# Hydrangeas



## SquarePeg (Oct 16, 2021)

Our weather here in New England has been unseasonably mild after a very hot and rainy summer.  This has resulted in one of the longest flower seasons I can remember.  My hydrangea has been flowering like crazy the last couple of weeks.  The various ages and sun location of the blooms have resulted in different colors.  This reminded me of a photo I’d seen years ago I think here on TPF that is always wanted to recreate.  These blooms are all from one plant and picked in October.  I think that’s pretty cool!


----------



## Jeff15 (Oct 17, 2021)

Lovely shot.....


----------



## Dean_Gretsch (Oct 17, 2021)

I was just looking at ours the other day and marveling at the different hues of purple and blue on the same blooms.

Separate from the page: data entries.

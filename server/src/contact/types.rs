//! Contact form request and response types.

use serde::{Deserialize, Serialize};
use validator::Validate;

use crate::email::ContactMessage;

/// Contact form submission.
#[derive(Debug, Clone, Deserialize, Validate)]
pub struct ContactForm {
    #[validate(length(min = 1, max = 100, message = "Name is required (max 100 characters)"))]
    pub name: String,
    #[validate(email(message = "A valid email address is required"))]
    pub email: String,
    #[validate(length(min = 1, max = 5000, message = "Message is required (max 5000 characters)"))]
    pub message: String,
}

impl ContactForm {
    /// Trims surrounding whitespace from every field.
    #[must_use]
    pub fn trimmed(self) -> Self {
        Self {
            name: self.name.trim().to_string(),
            email: self.email.trim().to_string(),
            message: self.message.trim().to_string(),
        }
    }
}

impl From<ContactForm> for ContactMessage {
    fn from(form: ContactForm) -> Self {
        Self {
            name: form.name,
            email: form.email,
            message: form.message,
        }
    }
}

/// Successful submission response.
#[derive(Debug, Serialize)]
pub struct ContactResponse {
    pub success: bool,
    pub message: &'static str,
}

Unfortunately, they think our fall foliage will just be hues of brown because of the weather this year. Pity since the trees are still loaded with leaves.


----------



## jeffashman (Oct 21, 2021)

Gorgeous!


----------



## mndmeld (Jan 27, 2022)

Absolutely stunning.


----------



## SquarePeg (Jan 28, 2022)

Jeff15 said:


> Lovely shot.....





Dean_Gretsch said:


> I was just looking at ours the other day and marveling at the different hues of purple and blue on the same blooms. Unfortunately, they think our fall foliage will just be hues of brown because of the weather this year. Pity since the trees are still loaded with leaves.





jeffashman said:


> Gorgeous!





mndmeld said:


> Absolutely stunning.



Thanks All!  Sorry I missed the earlier replies.  I appreciate the feedback and support!


----------